— ACTION ITEM —
Exactly reproduce the lines beginning with the line that includes "HEALTH_CHECK_SUCCESS.with_label_values(&[]).inc();" and ending with the last line of the data.

*** TASK INPUTS Section Begins ***

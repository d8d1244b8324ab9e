//! Prometheus metrics for monitoring
//!
//! Exposes metrics for:
//! - Transaction submission outcomes
//! - Nonce resyncs and lock contention
//! - Pool account balances
//! - Scheduled task runs

use crate::error::{RelayerError, RelayerResult};

use axum::{http::StatusCode, routing::get, Router};
use ethers::types::{Address, U256};
use ethers::utils::format_units;
use lazy_static::lazy_static;
use prometheus::{
    register_counter_vec, register_gauge_vec, register_histogram_vec, CounterVec, Encoder,
    GaugeVec, HistogramVec, TextEncoder,
};
use std::net::SocketAddr;
use tracing::{error, info};

lazy_static! {
    // Transaction metrics
    pub static ref TX_SUBMITTED: CounterVec = register_counter_vec!(
        "sponsor_relayer_transactions_submitted_total",
        "Total transactions accepted by the node",
        &["chain_id"]
    ).unwrap();

    pub static ref TX_CONFIRMED: CounterVec = register_counter_vec!(
        "sponsor_relayer_transactions_confirmed_total",
        "Total transactions confirmed",
        &["chain_id"]
    ).unwrap();

    pub static ref TX_FAILED: CounterVec = register_counter_vec!(
        "sponsor_relayer_transactions_failed_total",
        "Total transactions failed",
        &["chain_id"]
    ).unwrap();

    pub static ref NONCE_RESYNCS: CounterVec = register_counter_vec!(
        "sponsor_relayer_nonce_resyncs_total",
        "Total nonce resyncs after a conflict",
        &["chain_id"]
    ).unwrap();

    pub static ref GAS_ESTIMATION_FALLBACKS: CounterVec = register_counter_vec!(
        "sponsor_relayer_gas_estimation_fallbacks_total",
        "Total submissions that fell back to the default gas limit",
        &["chain_id"]
    ).unwrap();

    // Lock metrics
    pub static ref LOCK_WAIT: HistogramVec = register_histogram_vec!(
        "sponsor_relayer_lock_wait_seconds",
        "Time spent waiting for a reservation",
        &["namespace"],
        vec![0.001, 0.01, 0.05, 0.1, 0.5, 1.0, 5.0, 30.0, 120.0]
    ).unwrap();

    // Pool metrics
    pub static ref ACCOUNT_BALANCE: GaugeVec = register_gauge_vec!(
        "sponsor_relayer_account_balance_eth",
        "Pool account balance in ETH",
        &["address"]
    ).unwrap();

    pub static ref POOL_ACCOUNTS: GaugeVec = register_gauge_vec!(
        "sponsor_relayer_pool_accounts",
        "Pool accounts by funding status",
        &["status"]
    ).unwrap();

    // Task metrics
    pub static ref TASK_RUNS: CounterVec = register_counter_vec!(
        "sponsor_relayer_task_runs_total",
        "Total scheduled task runs by outcome",
        &["task", "outcome"]
    ).unwrap();

    // Health metrics
    pub static ref HEALTH_CHECK_SUCCESS: CounterVec = register_counter_vec!(
        "sponsor_relayer_health_check_success_total",
        "Total successful health checks",
        &[]
    ).unwrap();

    pub static ref HEALTH_CHECK_FAILURE: CounterVec = register_counter_vec!(
        "sponsor_relayer_health_check_failure_total",
        "Total failed health checks",
        &[]
    ).unwrap();
}

/// Prometheus metrics server
pub struct MetricsServer {
    port: u16,
}

impl MetricsServer {
    pub fn new(port: u16) -> Self {
        Self { port }
    }

    pub async fn run(&self) -> RelayerResult<()> {
        let app = Router::new().route("/metrics", get(metrics_handler));

        let addr = SocketAddr::from(([0, 0, 0, 0], self.port));
        info!("Starting metrics server on {}", addr);

        let listener = tokio::net::TcpListener::bind(&addr)
            .await
            .map_err(|e| RelayerError::Internal(format!("Failed to bind {}: {}", addr, e)))?;
        axum::serve(listener, app)
            .await
            .map_err(|e| RelayerError::Internal(format!("Metrics server failed: {}", e)))?;

        Ok(())
    }
}

async fn metrics_handler() -> Result<String, StatusCode> {
    let encoder = TextEncoder::new();
    let metric_families = prometheus::gather();
    let mut buffer = Vec::new();
    encoder.encode(&metric_families, &mut buffer).map_err(|e| {
        error!("Failed to encode metrics: {}", e);
        StatusCode::INTERNAL_SERVER_ERROR
    })?;
    String::from_utf8(buffer).map_err(|_| StatusCode::INTERNAL_SERVER_ERROR)
}

// Helper functions to record metrics

pub fn record_tx_submitted(chain_id: u64) {
    TX_SUBMITTED
        .with_label_values(&[&chain_id.to_string()])
        .inc();
}

pub fn record_tx_confirmed(chain_id: u64) {
    TX_CONFIRMED
        .with_label_values(&[&chain_id.to_string()])
        .inc();
}

pub fn record_tx_failed(chain_id: u64) {
    TX_FAILED
        .with_label_values(&[&chain_id.to_string()])
        .inc();
}

pub fn record_nonce_resync(chain_id: u64) {
    NONCE_RESYNCS
        .with_label_values(&[&chain_id.to_string()])
        .inc();
}

pub fn record_gas_estimation_fallback(chain_id: u64) {
    GAS_ESTIMATION_FALLBACKS
        .with_label_values(&[&chain_id.to_string()])
        .inc();
}

pub fn record_lock_wait(namespace: &str, wait_secs: f64) {
    LOCK_WAIT.with_label_values(&[namespace]).observe(wait_secs);
}

pub fn record_account_balance(address: &Address, balance: U256) {
    let eth = format_units(balance, "ether")
        .ok()
        .and_then(|s| s.parse::<f64>().ok())
        .unwrap_or(0.0);
    ACCOUNT_BALANCE
        .with_label_values(&[&format!("{:?}", address)])
        .set(eth);
}

pub fn record_pool_size(total: usize, funded: usize) {
    POOL_ACCOUNTS
        .with_label_values(&["funded"])
        .set(funded as f64);
    POOL_ACCOUNTS
        .with_label_values(&["unfunded"])
        .set(total.saturating_sub(funded) as f64);
}

pub fn record_task_run(task: &str, success: bool) {
    let outcome = if success { "success" } else { "failure" };
    TASK_RUNS.with_label_values(&[task, outcome]).inc();
}

pub fn record_health_check() {
    HEALTH_CHECK_SUCCESS.with_label_values(&[]).inc();
}

pub fn record_health_check_failure() {
    HEALTH_CHECK_FAILURE.with_label_values(&[]).inc();
}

*** TASK INPUTS Section Ends ***

— EXPECTED ANSWER —
    HEALTH_CHECK_SUCCESS.with_label_values(&[]).inc();
}

pub fn record_health_check_failure() {
    HEALTH_CHECK_FAILURE.with_label_values(&[]).inc();
}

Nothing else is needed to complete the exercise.